[Opening DATASET section]
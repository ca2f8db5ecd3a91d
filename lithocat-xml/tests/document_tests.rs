mod common;

use common::*;
use lithocat_model::{Catalogue, CurvePoint, Literal, ParameterValue};
use lithocat_types::{CurveId, LithologyId};
use lithocat_xml::{
    DocumentError, from_xml_str, read_catalogue_file, to_xml_string, write_catalogue_file,
};
use pretty_assertions::assert_eq;

fn sample() -> Catalogue {
    from_xml_str(SAMPLE).unwrap()
}

// ── Load ─────────────────────────────────────────────────────────

#[test]
fn loads_scalar_fields_and_attributes() {
    let c = sample();
    assert_eq!(c.name, "Test Catalogue");
    assert_eq!(c.version, "2");
    assert!(!c.read_only);
    assert_eq!(c.attributes.len(), 2);
    assert_eq!(c.attributes[0].name, "xmlns:xsd");
    assert_eq!(c.attributes[1].value, "http://www.w3.org/2001/XMLSchema-instance");
}

#[test]
fn loads_recursive_meta_tree() {
    let c = sample();
    assert_eq!(c.meta.groups.len(), 1);
    let root = &c.meta.groups[0];
    assert_eq!(root.read_only, Some(true));
    assert_eq!(root.parameters[0].name, "Porosity");
    assert_eq!(root.parameters[0].default_value.as_deref(), Some("0.2"));

    let flow = &root.groups[0];
    assert_eq!(flow.read_only, None);
    assert_eq!(flow.parameters[0].petromod_unit.as_deref(), Some("mD"));
}

#[test]
fn loads_curves_in_point_order() {
    let c = sample();
    let curve = &c.curve_groups[0].curves[0];
    assert_eq!(curve.id, CurveId::new(TC1_ID));
    assert_eq!(curve.creator.as_deref(), Some("tester"));
    assert_eq!(
        curve.points,
        vec![CurvePoint::new(0.0, 10.0), CurvePoint::new(100.0, 50.0)]
    );
}

#[test]
fn loads_nested_lithology_groups() {
    let c = sample();
    let main = &c.main_lithology_groups[0];
    assert_eq!(main.name, "Clastics");
    assert!(main.read_only);
    assert_eq!(main.petromod_id.as_deref(), Some("1"));

    let shale = &main.groups[0];
    assert_eq!(shale.lithologies[0].name, "Shale1");
    assert_eq!(shale.groups[0].name, "Sandy");
    assert_eq!(c.lithology_count(), 3);
}

#[test]
fn child_order_and_unknown_elements_do_not_matter() {
    let c = sample();
    let sandstone = &c.main_lithology_groups[0].groups[0].groups[0].lithologies[0];
    assert_eq!(sandstone.id, LithologyId::new(SANDSTONE_ID));
    assert_eq!(sandstone.pattern, "401");
    assert_eq!(sandstone.color, "#ffff00");
    assert!(sandstone.parameter_groups.is_empty());
}

#[test]
fn mixing_accepts_both_component_spellings() {
    let c = sample();
    let mixed = &c.main_lithology_groups[0].groups[0].groups[0].lithologies[1];
    let mixing = mixed.mixing.as_ref().unwrap();
    assert_eq!(mixing.capillary_entry_pressure, None);
    assert_eq!(mixing.components.len(), 2);
    assert_eq!(mixing.components[0].lithology_id, LithologyId::new(SHALE1_ID));
    assert_eq!(mixing.components[1].fraction, 0.75);
}

#[test]
fn parameter_values_classify_by_shape() {
    let c = sample();
    let shale1 = &c.main_lithology_groups[0].groups[0].lithologies[0];
    let params: Vec<_> = shale1.parameters().collect();
    assert_eq!(params[0].value_kind(), ParameterValue::Literal("0.3"));
    assert_eq!(Literal::parse("0.3"), Literal::Float(0.3));
    assert_eq!(params[1].value_kind(), ParameterValue::CurveRef(CurveId::new(TC1_ID)));
}

// ── Load errors ──────────────────────────────────────────────────

#[test]
fn missing_required_element_is_an_error() {
    let xml = SAMPLE.replace("<Pattern>601</Pattern>", "");
    let err = from_xml_str(&xml).unwrap_err();
    match err {
        DocumentError::MissingElement { path } => {
            assert_eq!(path, "Catalogue/LithologyGroup/LithologyGroup/Lithology/Pattern");
        }
        other => panic!("expected MissingElement, got {other:?}"),
    }
}

#[test]
fn missing_meta_is_an_error() {
    let xml = "<Catalogue><Name>x</Name><Version>1</Version><ReadOnly>false</ReadOnly></Catalogue>";
    assert!(matches!(
        from_xml_str(xml),
        Err(DocumentError::MissingElement { path }) if path == "Catalogue/Meta"
    ));
}

#[test]
fn invalid_boolean_is_an_error() {
    let xml = SAMPLE.replacen("<ReadOnly>false</ReadOnly>", "<ReadOnly>maybe</ReadOnly>", 1);
    let err = from_xml_str(&xml).unwrap_err();
    match err {
        DocumentError::InvalidValue { path, value, expected } => {
            assert_eq!(path, "Catalogue/ReadOnly");
            assert_eq!(value, "maybe");
            assert_eq!(expected, "boolean");
        }
        other => panic!("expected InvalidValue, got {other:?}"),
    }
}

#[test]
fn invalid_number_is_an_error() {
    let xml = SAMPLE.replace("<X>100</X>", "<X>hundred</X>");
    let err = from_xml_str(&xml).unwrap_err();
    assert_eq!(
        err.to_string(),
        "Catalogue/CurveGroup/Curve/CurvePoint/X has invalid number value \"hundred\""
    );
}

#[test]
fn wrong_root_is_an_error() {
    assert!(matches!(
        from_xml_str("<Model><Name>x</Name></Model>"),
        Err(DocumentError::UnexpectedRoot(name)) if name == "Model"
    ));
}

#[test]
fn truncated_document_is_an_error() {
    let cut = &SAMPLE[..SAMPLE.len() / 2];
    assert!(from_xml_str(cut).is_err());
}

#[test]
fn empty_document_is_an_error() {
    assert!(from_xml_str("").is_err());
}

#[test]
fn byte_order_mark_is_tolerated() {
    let with_bom = format!("\u{feff}{SAMPLE}");
    assert_eq!(from_xml_str(&with_bom).unwrap().name, "Test Catalogue");
}

// ── Save ─────────────────────────────────────────────────────────

#[test]
fn save_then_load_is_semantically_identical() {
    let original = sample();
    let xml = to_xml_string(&original).unwrap();
    let reloaded = from_xml_str(&xml).unwrap();
    assert_eq!(reloaded, original);
}

#[test]
fn save_omits_absent_optionals_and_empty_collections() {
    let xml = to_xml_string(&sample()).unwrap();
    assert!(!xml.contains("<CapillaryEntryPressure"));
    // Sandstone has no mixing and no parameter groups.
    let start = xml.find("<Name>Sandstone</Name>").unwrap();
    let end = start + xml[start..].find("</Lithology>").unwrap();
    let sandstone = &xml[start..end];
    assert!(!sandstone.contains("<Mixing"));
    assert!(!sandstone.contains("<ParameterGroup"));
    assert!(!sandstone.contains("<Creator"));
}

#[test]
fn save_writes_declaration_and_root_attributes() {
    let xml = to_xml_string(&sample()).unwrap();
    assert!(xml.starts_with("<?xml version=\"1.0\" encoding=\"utf-8\"?>"));
    assert!(xml.contains("xmlns:xsi=\"http://www.w3.org/2001/XMLSchema-instance\""));
}

#[test]
fn save_normalizes_mixing_component_spelling() {
    let xml = to_xml_string(&sample()).unwrap();
    assert!(!xml.contains("<LithologyComponents>"));
    assert_eq!(xml.matches("<LithologyComponent>").count(), 2);
}

#[test]
fn save_decodes_angle_bracket_escapes() {
    let mut c = sample();
    c.main_lithology_groups[0].groups[0].lithologies[0].pattern = "a > b".into();
    c.name = "R&D <draft>".into();
    let xml = to_xml_string(&c).unwrap();
    assert!(xml.contains("<Pattern>a > b</Pattern>"));
    assert!(xml.contains("<Name>R&amp;D <draft></Name>"));
}

#[test]
fn greater_than_survives_round_trip() {
    let mut c = sample();
    c.curve_groups[0].curves[0].petromod_unit_y = "W/m/K (T>0)".into();
    let reloaded = from_xml_str(&to_xml_string(&c).unwrap()).unwrap();
    assert_eq!(reloaded.curve_groups[0].curves[0].petromod_unit_y, "W/m/K (T>0)");
}

#[test]
fn file_round_trip() {
    let dir = tempfile::tempdir().unwrap();
    let path = dir.path().join("catalogue.xml");
    let original = sample();
    write_catalogue_file(&original, &path).unwrap();
    let reloaded = read_catalogue_file(&path).unwrap();
    assert_eq!(reloaded, original);
}

#[test]
fn reading_missing_file_is_io_error() {
    let dir = tempfile::tempdir().unwrap();
    let err = read_catalogue_file(&dir.path().join("nope.xml")).unwrap_err();
    assert!(matches!(err, DocumentError::Io(_)));
}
[Closing DATASET section]
--- PROBLEM TO WORK ON ---
Establish how many lines of the data above contain "matches". State that number and no more.

--- ANSWER FOR THIS EXERCISE ---
4